Unplanned preventable hospital readmissions within 30 days are a great burden to patients and the healthcare system. With an estimated $41.3 billion spent yearly, reducing such readmission rates is of the utmost importance. With the widespread adoption of big data and machine learning, clinicians can use these analytical tools to understand these complex relationships and find predictive factors that can be generalized to future patients. The object of this study was to assess the efficacy of a machine learning algorithm in the prediction of 30-day hospital readmission after posterior spinal fusion surgery.

METHODS

The authors analyzed the distribution of National Surgical Quality Improvement Program (NSQIP) posterior lumbar fusions from 2011 to 2016 by using machine learning techniques to create a model predictive of hospital readmissions.

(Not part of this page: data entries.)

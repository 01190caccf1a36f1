use serde::{Deserialize, Serialize};

/// One answer the player can give when confronted.
#[derive(Debug, Clone, PartialEq, Serialize, Deserialize)]
pub struct ScenarioOption {
    pub text: String,

    /// Suspicion added on failure (divided down on success). In [0, 100].
    pub risk: f64,

    /// Chance of success in percent, [0, 100].
    pub success_chance: f64,

    /// Narration shown after the roll.
    pub outcome: String,

    /// Set by the generator when the option starts a fight.
    #[serde(default)]
    pub aggressive: bool,
}

impl ScenarioOption {
    /// True when the structured flag is set or the text contains one of the
    /// fallback keywords (case-insensitive).
    pub fn is_aggressive(&self, keywords: &[String]) -> bool {
        if self.aggressive {
            return true;
        }
        let text = self.text.to_lowercase();
        keywords
            .iter()
            .filter(|k| !k.trim().is_empty())
            .any(|k| text.contains(&k.to_lowercase()))
    }
}

/// The teacher's confrontation for the active mission.
#[derive(Debug, Clone, PartialEq, Serialize, Deserialize)]
pub struct Scenario {
    pub narrative: String,
    pub options: Vec<ScenarioOption>,
}

impl Scenario {
    pub const MIN_OPTIONS: usize = 2;
    pub const MAX_OPTIONS: usize = 4;

    pub fn option(&self, index: usize) -> Option<&ScenarioOption> {
        self.options.get(index)
    }
}

#[cfg(test)]
mod tests {
    use super::*;

    fn option(text: &str, aggressive: bool) -> ScenarioOption {
        ScenarioOption {
            text: text.into(),
            risk: 10.0,
            success_chance: 50.0,
            outcome: String::new(),
            aggressive,
        }
    }

    fn keywords() -> Vec<String> {
        vec!["lawan".into(), "berantem".into(), "hajar".into()]
    }

    #[test]
    fn keyword_match_ignores_case() {
        assert!(option("Aku LAWAN Pak Yono", false).is_aggressive(&keywords()));
        assert!(option("ayo berantem!", false).is_aggressive(&keywords()));
        assert!(!option("Minta maaf dengan sopan", false).is_aggressive(&keywords()));
    }

    #[test]
    fn structured_flag_wins_without_keywords() {
        assert!(option("Push him into the pond", true).is_aggressive(&[]));
        assert!(!option("Push him into the pond", false).is_aggressive(&[]));
    }

    #[test]
    fn blank_keywords_never_match() {
        let keywords = vec!["".to_string(), "  ".to_string()];
        assert!(!option("anything", false).is_aggressive(&keywords));
    }
}
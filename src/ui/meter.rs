use egui::Color32;

use crate::config::RulesConfig;

const CALM: Color32 = Color32::from_rgb(70, 110, 220);
const ALARM: Color32 = Color32::from_rgb(220, 50, 70);
const CRED: Color32 = Color32::from_rgb(240, 150, 40);

pub fn suspicion_fraction(suspicion: f64) -> f32 {
    (suspicion / 100.0).clamp(0.0, 1.0) as f32
}

pub fn reputation_fraction(reputation: f64, win_threshold: f64) -> f32 {
    if win_threshold <= 0.0 {
        return 1.0;
    }
    (reputation / win_threshold).clamp(0.0, 1.0) as f32
}

/// Suspicion and reputation bars.
pub fn draw_meters(ui: &mut egui::Ui, suspicion: f64, reputation: f64, rules: &RulesConfig) {
    egui::Frame::group(ui.style()).show(ui, |ui| {
        let alarmed = suspicion > rules.high_suspicion_threshold;
        let color = if alarmed { ALARM } else { CALM };

        ui.horizontal(|ui| {
            ui.label(egui::RichText::new("TEACHER SUSPICION").small().strong());
            ui.colored_label(color, format!("{:.0}%", suspicion));
        });
        ui.add(
            egui::ProgressBar::new(suspicion_fraction(suspicion))
                .fill(color)
                .desired_height(10.0),
        );

        ui.add_space(6.0);

        ui.horizontal(|ui| {
            ui.label(egui::RichText::new("STREET CRED").small().strong());
            ui.colored_label(CRED, format!("{:.0} / {:.0}", reputation, rules.win_threshold));
        });
        ui.add(
            egui::ProgressBar::new(reputation_fraction(reputation, rules.win_threshold))
                .fill(CRED)
                .desired_height(10.0),
        );
    });
}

A deep neural network was trained using 177 unique input variables. The model was trained and tested using cross-validation, in which the data were randomly partitioned into training (n = 17,448 [75%]) and testing (n = 5816 [25%]) data sets. In training, the 17,448 training cases were fed through a series of 7 layers, each with varying degrees of forward and backward communicating nodes (neurons).

RESULTS

Mean and median positive predictive values were 78.5% and 78.0%, respectively. Mean and median negative predictive values were both 97%, respectively. Mean and median areas under the curve for the model were 0.812 and 0.810, respectively. The five most heavily weighted inputs were (in order of importance) return to the operating room, septic shock, superficial surgical site infection, sepsis, and being on a ventilator for > 48 hours.

CONCLUSIONS

Machine learning and artificial intelligence are powerful tools with the ability to improve understanding of predictive metrics in clinical spine surgery. The authors’ model was able to predict those patients who would not require readmission. Similarly, the majority of predicted readmissions (up to 60%) were predicted by the model while retaining a 0% false-positive rate. Such findings suggest a possible need for reevaluation of the current Hospital Readmissions Reduction Program penalties in spine surgery.

ABBREVIATIONS

AUC = area under the curve; CPT = Current Procedural Terminology; DNN = deep neural network; HRRP = Hospital Readmissions Reduction Program; INR = international normalized ratio; NPV = negative predictive value; NSQIP = National Surgical Quality Improvement Program; PPV = positive predictive value; ROC = receiver operating characteristic.

Supplementary Materials

    • Supplemental Fig. 1 (PDF 4.41 MB)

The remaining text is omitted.